=== Section Start ===
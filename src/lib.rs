//! Pose-landmark grading engine for standardized fitness tests.
//!
//! Frames of 33 body landmarks go in; rep counts, per-rep form validation, live
//! feedback, set summaries and standardized scores come out. Running is graded
//! from distance and duration alone.

pub mod config;
pub mod error;
pub mod models;
pub mod services;

pub use config::GradingConfig;
pub use error::{GradingError, Result};
pub use models::{ExerciseType, Landmark, PoseFrame, PoseLandmark};
pub use services::{ExerciseSession, FrameOutcome, RunningGrader};
use crate::models::analysis::AnalysisSignal;
use crate::models::calibration::CalibrationBaseline;
use crate::models::landmark::PoseFrame;

/// Per-exercise geometric analysis of single frames
pub trait FormAnalyzer {
    type Analysis: AnalysisSignal;

    /// Analyze one frame, capturing the baseline from it when none exists yet
    fn analyze(&mut self, frame: &PoseFrame) -> Self::Analysis;

    /// Capture a baseline explicitly; returns false when the frame is unusable
    fn calibrate(&mut self, frame: &PoseFrame) -> bool;

    fn baseline(&self) -> Option<CalibrationBaseline>;

    /// Drop baseline and frame history
    fn reset(&mut self);
}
=== Section End ===
*Problem:*
Only the lines from the one with "pub mod services;" through the end of the records above are to be copied, exactly as written.

*Exercise output:*
pub mod services;

pub use config::GradingConfig;
pub use error::{GradingError, Result};
pub use models::{ExerciseType, Landmark, PoseFrame, PoseLandmark};
pub use services::{ExerciseSession, FrameOutcome, RunningGrader};
use crate::models::analysis::AnalysisSignal;
use crate::models::calibration::CalibrationBaseline;
use crate::models::landmark::PoseFrame;

/// Per-exercise geometric analysis of single frames
pub trait FormAnalyzer {
    type Analysis: AnalysisSignal;

    /// Analyze one frame, capturing the baseline from it when none exists yet
    fn analyze(&mut self, frame: &PoseFrame) -> Self::Analysis;

    /// Capture a baseline explicitly; returns false when the frame is unusable
    fn calibrate(&mut self, frame: &PoseFrame) -> bool;

    fn baseline(&self) -> Option<CalibrationBaseline>;

    /// Drop baseline and frame history
    fn reset(&mut self);
}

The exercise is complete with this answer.